//! Settle an accepted application out of the pool

use anchor_lang::prelude::*;
use anchor_spl::associated_token::AssociatedToken;
use anchor_spl::token::{Mint, Token, TokenAccount};

use crate::errors::TaskTraderError;
use crate::events::RewardWithdrawn;
use crate::state::{Admin, ApplicationState, TaskApplication, TaskInfo};

use super::settlement_helpers::calculate_settlement;
use super::token_helpers::transfer_tokens_from_pool;

#[derive(Accounts)]
pub struct Withdraw<'info> {
    #[account(
        mut,
        seeds = [b"admin"],
        bump = admin.bump
    )]
    pub admin: Box<Account<'info, Admin>>,

    #[account(
        mut,
        seeds = [b"task_info", task_info.task_id.to_le_bytes().as_ref()],
        bump = task_info.bump
    )]
    pub task_info: Box<Account<'info, TaskInfo>>,

    #[account(
        mut,
        seeds = [b"task_application", task_info.key().as_ref(), applicant.key().as_ref()],
        bump = task_application.bump,
        constraint = task_application.task_id == task_info.task_id @ TaskTraderError::InvalidTaskId,
        constraint = task_application.applicant == applicant.key() @ TaskTraderError::InvalidApplicant
    )]
    pub task_application: Box<Account<'info, TaskApplication>>,

    #[account(mut)]
    pub applicant: Signer<'info>,

    #[account(
        constraint = mint.key() == task_info.coin_mint @ TaskTraderError::InvalidMint
    )]
    pub mint: Box<Account<'info, Mint>>,

    /// CHECK: PDA used only as token authority
    #[account(
        seeds = [b"pool_authority"],
        bump
    )]
    pub pool_authority: UncheckedAccount<'info>,

    #[account(
        mut,
        associated_token::mint = mint,
        associated_token::authority = pool_authority
    )]
    pub pool_token_account: Box<Account<'info, TokenAccount>>,

    #[account(
        init_if_needed,
        payer = applicant,
        associated_token::mint = mint,
        associated_token::authority = applicant
    )]
    pub applicant_token_account: Box<Account<'info, TokenAccount>>,

    #[account(
        mut,
        constraint = fee_receiver_token_account.owner == admin.fee_receiver @ TaskTraderError::InvalidFeeReceiver,
        constraint = fee_receiver_token_account.mint == mint.key() @ TaskTraderError::InvalidMint
    )]
    pub fee_receiver_token_account: Box<Account<'info, TokenAccount>>,

    /// Inviter's token account, only used when the application recorded an inviter
    #[account(
        mut,
        constraint = inviter_token_account.mint == mint.key() @ TaskTraderError::InvalidMint
    )]
    pub inviter_token_account: Option<Box<Account<'info, TokenAccount>>>,

    pub token_program: Program<'info, Token>,
    pub associated_token_program: Program<'info, AssociatedToken>,
    pub system_program: Program<'info, System>,
}

pub fn handler(ctx: Context<Withdraw>) -> Result<()> {
    let task_info = &ctx.accounts.task_info;
    let task_application = &ctx.accounts.task_application;
    msg!(
        "Withdrawing for {} on task {}",
        task_application.applicant,
        task_info.task_id
    );

    require!(
        task_application.state == ApplicationState::AcceptedByAcceptance,
        TaskTraderError::InvalidApplicationState
    );

    let inviter_account = match (
        task_application.inviter,
        ctx.accounts.inviter_token_account.as_ref(),
    ) {
        (Some(inviter), Some(account)) => {
            require!(account.owner == inviter, TaskTraderError::InvalidInviter);
            Some(account)
        }
        _ => None,
    };

    let settlement = calculate_settlement(
        task_info.amount_per_task,
        ctx.accounts.admin.fee_ratio,
        task_info.rewards,
        inviter_account.is_some(),
    )
    .ok_or(TaskTraderError::ArithmeticOverflow)?;
    let total = settlement
        .total()
        .ok_or(TaskTraderError::ArithmeticOverflow)?;
    let remaining = task_info
        .remaining_escrow()
        .ok_or(TaskTraderError::InsufficientEscrowBalance)?;
    require!(
        total <= remaining,
        TaskTraderError::InsufficientEscrowBalance
    );

    let pool_authority = ctx.accounts.pool_authority.to_account_info();
    let pool_authority_bump = ctx.bumps.pool_authority;

    transfer_tokens_from_pool(
        &ctx.accounts.pool_token_account,
        &ctx.accounts.applicant_token_account.to_account_info(),
        &pool_authority,
        pool_authority_bump,
        settlement.applicant_amount,
        &ctx.accounts.token_program,
    )?;
    transfer_tokens_from_pool(
        &ctx.accounts.pool_token_account,
        &ctx.accounts.fee_receiver_token_account.to_account_info(),
        &pool_authority,
        pool_authority_bump,
        settlement.fee_amount,
        &ctx.accounts.token_program,
    )?;
    if let Some(account) = inviter_account {
        transfer_tokens_from_pool(
            &ctx.accounts.pool_token_account,
            &account.to_account_info(),
            &pool_authority,
            pool_authority_bump,
            settlement.inviter_amount,
            &ctx.accounts.token_program,
        )?;
    }

    let inviter = inviter_account.and(task_application.inviter);
    let clock = Clock::get()?;

    let task_info = &mut ctx.accounts.task_info;
    task_info.distributed = task_info
        .distributed
        .checked_add(total)
        .ok_or(TaskTraderError::ArithmeticOverflow)?;
    task_info.withdrawn_num = task_info
        .withdrawn_num
        .checked_add(1)
        .ok_or(TaskTraderError::ArithmeticOverflow)?;
    let task_id = task_info.task_id;

    let task_application = &mut ctx.accounts.task_application;
    task_application.state = ApplicationState::Withdrawed;
    task_application.updated_at = clock.unix_timestamp;
    let applicant = task_application.applicant;

    let admin = &mut ctx.accounts.admin;
    admin.total_withdrawals = admin
        .total_withdrawals
        .checked_add(1)
        .ok_or(TaskTraderError::ArithmeticOverflow)?;
    admin.total_value_settled = admin
        .total_value_settled
        .checked_add(total)
        .ok_or(TaskTraderError::ArithmeticOverflow)?;

    emit!(RewardWithdrawn {
        task_id,
        applicant,
        applicant_amount: settlement.applicant_amount,
        fee_amount: settlement.fee_amount,
        inviter,
        inviter_amount: settlement.inviter_amount,
        timestamp: clock.unix_timestamp,
    });

    Ok(())
}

━━━━━━━━━━━━━━━━━━━━━━━━━━━━━━

**PROBLEM STATEMENT**
The lines to return begin at the first line of the records and end at the line holding "use crate::events::RewardWithdrawn;"; please return them exactly, including both, and nothing beyond.

**SOLUTION TO THIS EXERCISE**
//! Settle an accepted application out of the pool

use anchor_lang::prelude::*;
use anchor_spl::associated_token::AssociatedToken;
use anchor_spl::token::{Mint, Token, TokenAccount};

use crate::errors::TaskTraderError;
use crate::events::RewardWithdrawn;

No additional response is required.